══ Supplied records ══
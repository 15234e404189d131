use sea_orm::{entity::prelude::*, DatabaseConnection, QueryOrder, Select, Set};
use chrono::Utc;
use serde::{Deserialize, Serialize};

use crate::errors::ModelError;

#[derive(Clone, Copy, Debug, Default, PartialEq, Eq, EnumIter, DeriveActiveEnum, Serialize, Deserialize)]
#[sea_orm(rs_type = "String", db_type = "String(StringLen::N(20))")]
#[serde(rename_all = "snake_case")]
pub enum Status {
    #[default]
    #[sea_orm(string_value = "new")]
    New,
    #[sea_orm(string_value = "in_progress")]
    InProgress,
    #[sea_orm(string_value = "completed")]
    Completed,
}

impl Status {
    pub fn label(&self) -> &'static str {
        match self {
            Status::New => "New",
            Status::InProgress => "In Progress",
            Status::Completed => "Completed",
        }
    }

    pub fn parse(s: &str) -> Option<Self> {
        match s {
            "new" => Some(Status::New),
            "in_progress" => Some(Status::InProgress),
            "completed" => Some(Status::Completed),
            _ => None,
        }
    }
}

#[derive(Clone, Debug, PartialEq, DeriveEntityModel, Serialize, Deserialize)]
#[sea_orm(table_name = "contact")]
pub struct Model {
    #[sea_orm(primary_key)]
    pub id: i32,
    pub full_name: String,
    pub email: String,
    pub phone_number: String,
    #[sea_orm(column_type = "Text")]
    pub message: String,
    pub status: Status,
    #[sea_orm(column_type = "Text")]
    pub admin_notes: String,
    pub created_at: DateTimeWithTimeZone,
    pub updated_at: DateTimeWithTimeZone,
}

#[derive(Copy, Clone, Debug, EnumIter)]
pub enum Relation {}

impl RelationTrait for Relation {
    fn def(&self) -> RelationDef { panic!("no relations") }
}

impl ActiveModelBehavior for ActiveModel {}

/// Newest first.
pub fn ordered() -> Select<Entity> {
    Entity::find().order_by_desc(Column::CreatedAt).order_by_desc(Column::Id)
}

/// Already-validated submission.
#[derive(Clone, Debug, PartialEq, Eq)]
pub struct NewContact {
    pub full_name: String,
    pub email: String,
    pub phone_number: String,
    pub message: String,
}

pub async fn create(db: &DatabaseConnection, input: NewContact) -> Result<Model, ModelError> {
    let now = Utc::now().into();
    let am = ActiveModel {
        full_name: Set(input.full_name),
        email: Set(input.email),
        phone_number: Set(input.phone_number),
        message: Set(input.message),
        status: Set(Status::New),
        admin_notes: Set(String::new()),
        created_at: Set(now),
        updated_at: Set(now),
        ..Default::default()
    };
    am.insert(db).await.map_err(ModelError::db)
}

/// Admin-side triage. `None` means leave as is; returns `None` when the id is unknown.
pub async fn update_status(
    db: &DatabaseConnection,
    id: i32,
    status: Option<Status>,
    admin_notes: Option<String>,
) -> Result<Option<Model>, ModelError> {
    let Some(found) = Entity::find_by_id(id).one(db).await.map_err(ModelError::db)? else {
        return Ok(None);
    };
    let mut am: ActiveModel = found.into();
    if let Some(s) = status { am.status = Set(s); }
    if let Some(n) = admin_notes { am.admin_notes = Set(n); }
    am.updated_at = Set(Utc::now().into());
    am.update(db).await.map(Some).map_err(ModelError::db)
}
═══
▶ **Exercise directions**
Whenever a line of the records holds the string "DatabaseConnection", pick it out and copy it.

▶ **Your solution**
use sea_orm::{entity::prelude::*, DatabaseConnection, QueryOrder, Select, Set};
pub async fn create(db: &DatabaseConnection, input: NewContact) -> Result<Model, ModelError> {
    db: &DatabaseConnection,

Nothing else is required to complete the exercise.